04.09.2012 / Betrieb & Gewerkschaft / Seite 15

Schlecker: Eine Bilanz

Ver.di-Sekretärin Christina Frank unternimmt im Express einen ersten Versuch der Aufarbeitung

Herbert Wulff
Schlecker ist Gescünhichte. Mehr als 30000 Beschäftigte, größtenteils Frauen, haben ihren Job verloren. Die Schlecker-Familie hat laut Bild-Zeitung hingegen noch genug Geld, um für ihre in die Insolvenzmasse übergegangene Villa im baden-württembergischen Ehingen ein Millionenangebot vorzulegen.

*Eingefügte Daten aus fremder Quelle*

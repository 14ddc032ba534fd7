//! Error types for godag

use thiserror::Error;

/// Result type for godag operations
pub type Result<T> = std::result::Result<T, GoError>;

/// Failures of a conversion run. Every variant is fatal to the run.
#[derive(Debug, Error)]
pub enum GoError {
    #[error("Download error: {0}")]
    Download(#[from] reqwest::Error),

    #[error("HTTP error {status} while fetching {url}")]
    Http {
        status: reqwest::StatusCode,
        url: String,
    },

    #[error("IO error: {0}")]
    Io(#[from] std::io::Error),

    #[error("Serialization error: {0}")]
    Serialization(#[from] serde_json::Error),

    #[error("Parse error: {0}")]
    Parse(String),

    #[error("Validation error: {0}")]
    Validation(String),
}

impl GoError {
    pub fn parse(msg: impl Into<String>) -> Self {
        Self::Parse(msg.into())
    }

    pub fn validation(msg: impl Into<String>) -> Self {
        Self::Validation(msg.into())
    }
}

Dabei hatten die Schlecker-Kinder Lars und Meike doch erklärt, es sei kein Geld mehr da. Ihr Vater Anton habe alles abgeben müssen – »vom Sportwagen bis zur schönen Uhr«. Allein das zeigt: Die Pleite des Drogeriegiganten ist ein Lehrstück über die Funktionsweise des Kapitalismus. Aus ihr gilt es, Schlüsse zu ziehen. Einen ersten Versuch der Aufarbeitung unternimmt die Stuttgarter ver.di-Sekretärin Christina Frank im aktuellen Express.

»Der Wert von 30000 Frauenarbeitsplätzen und die sozialen Auswirkungen der Pleite haben in der gesamten Fortführungsdiskussion nur am Rande eine Rolle gespielt«, bilanziert Frank. »Die politischen Entscheidungsträger haben die ...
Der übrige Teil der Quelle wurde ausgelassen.